Europe's transition to a low-carbon society is becoming the new reality
The European Commission adopted today the third Report on the State of the Energy Union which shows that Europe's transition to a low-carbon society is becoming the new reality on EU's ground.
A key finding of the report is that thanks to progress in 2017, the EU is on track to implement the Energy Union project and deliver jobs, growth and investments. Enabling actions are being put in place to support a socially fair clean energy transition.
According to the Commission, the time has come now to mobilise the society - citizens, cities, rural areas, companies, academia, social partners - to take full ownership of the Energy Union, take it even forward and engage actively in developing the solutions of the future.

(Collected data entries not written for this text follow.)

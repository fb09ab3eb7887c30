use std::time::Duration;

use async_trait::async_trait;
use futures_util::future::join_all;
use serde_json::Value;
use shared::{NetworkKey, VaultStats};

use crate::services::{AppState, ReaderError};

/// Remote source of vault display metrics.
#[cfg_attr(test, mockall::automock)]
#[async_trait]
pub trait StatsSource: Send + Sync {
    async fn fetch(&self, network: NetworkKey) -> Result<Value, ReaderError>;
}

/// `GET <endpoint>?action=get&network=<key>` returning a JSON stats record.
pub struct HttpStatsSource {
    http: reqwest::Client,
    endpoint: String,
}

impl HttpStatsSource {
    pub fn new(endpoint: impl Into<String>, timeout: Duration) -> Result<Self, ReaderError> {
        let http = reqwest::Client::builder()
            .timeout(timeout)
            .build()
            .map_err(|e| ReaderError::Http(e.to_string()))?;
        Ok(Self {
            http,
            endpoint: endpoint.into(),
        })
    }
}

#[async_trait]
impl StatsSource for HttpStatsSource {
    async fn fetch(&self, network: NetworkKey) -> Result<Value, ReaderError> {
        let response = self
            .http
            .get(&self.endpoint)
            .query(&[("action", "get"), ("network", network.as_str())])
            .header(reqwest::header::CACHE_CONTROL, "no-store")
            .send()
            .await
            .map_err(|e| ReaderError::Http(e.to_string()))?;

        response
            .json::<Value>()
            .await
            .map_err(|e| ReaderError::MalformedPayload(e.to_string()))
    }
}

pub struct StatsReader;

impl StatsReader {
    pub async fn fetch_stats(state: &AppState, network: NetworkKey) -> Result<VaultStats, ReaderError> {
        let payload = state.stats_source.fetch(network).await?;
        VaultStats::from_payload(&payload)
            .ok_or_else(|| ReaderError::MalformedPayload(format!("no share_price in {}", payload)))
    }

    /// Replaces the network's stats snapshot on success. Failures are logged
    /// and leave the previous snapshot in place. Returns whether the snapshot
    /// was replaced.
    pub async fn refresh_stats(state: &AppState, network: NetworkKey) -> bool {
        match Self::fetch_stats(state, network).await {
            Ok(stats) => {
                tracing::debug!(
                    "Loaded {} vault data: price {}, monthly {}%, aum {}",
                    network,
                    stats.share_price,
                    stats.monthly_return,
                    stats.aum
                );
                state.store.replace_stats(network, stats);
                true
            }
            Err(e) => {
                tracing::error!("Error loading {} vault data: {}", network, e);
                false
            }
        }
    }

    /// Refreshes every network concurrently; returns how many succeeded.
    pub async fn refresh_all_stats(state: &AppState) -> usize {
        let results = join_all(
            NetworkKey::ALL
                .iter()
                .map(|network| Self::refresh_stats(state, *network)),
        )
        .await;
        results.into_iter().filter(|updated| *updated).count()
    }
}

#[cfg(test)]
mod tests {
    use super::*;
    use crate::testing::{state_with, FakeChain, FakeWallet};
    use serde_json::json;

    #[tokio::test]
    async fn failure_on_one_network_leaves_both_snapshots_intact() {
        let mut source = MockStatsSource::new();
        source.expect_fetch().returning(|network| match network {
            NetworkKey::Arbitrum => Err(ReaderError::Http("connection reset".into())),
            NetworkKey::Base => Ok(json!({ "share_price": 1.02, "monthly_return": 0.9, "aum": 1200 })),
        });
        let state = state_with(source, FakeChain::default(), FakeWallet::default());

        let previous = VaultStats {
            share_price: 1.37,
            monthly_return: 2.1,
            aum: 5_000.0,
            updated_at: None,
        };
        state.store.replace_stats(NetworkKey::Arbitrum, previous.clone());

        assert_eq!(StatsReader::refresh_all_stats(&state).await, 1);
        assert_eq!(state.store.stats(NetworkKey::Arbitrum), previous);
        assert_eq!(state.store.stats(NetworkKey::Base).share_price, 1.02);
        assert_eq!(state.store.stats(NetworkKey::Base).aum, 1200.0);
    }

    #[tokio::test]
    async fn malformed_payload_is_not_applied() {
        let mut source = MockStatsSource::new();
        source
            .expect_fetch()
            .times(1)
            .returning(|_| Ok(json!({ "error": "rate limited" })));
        let state = state_with(source, FakeChain::default(), FakeWallet::default());

        assert!(!StatsReader::refresh_stats(&state, NetworkKey::Base).await);
        assert_eq!(state.store.stats(NetworkKey::Base), VaultStats::default());
    }
}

The Third State of the Energy Union also confirms that energy transition is not possible without adapting the infrastructure to the needs of the future energy system. Energy, transport and telecommunication infrastructure are more and more interlinked. Local networks will become ever more important in the daily lives of European citizens, who will increasingly switch to electro-mobility, decentralised energy production and demand response.
Considerable achievements have been made but bottlenecks remain particularly in the field of electricity. To address this, the Commission today adopted a Communication on the 2030 electricity interconnection target of 15%. It also adopted the third list of Projects of Common Interest Projects of common interest which are key infrastructure projects aimed at completing the European energy market in order to help the EU achieve its energy policy and climate objectives: affordable, secure and sustainable energy for all citizens, as well as the long-term decarbonisation of the economy in accordance with the Paris Agreement.
The 2017 list includes 173 projects, of which 110 are electricity and smart grids projects, 53 gas projects, and 6 oil projects. For the first time as well, the list of Projects of Common Interest provides for four cross-border carbon dioxide network projects.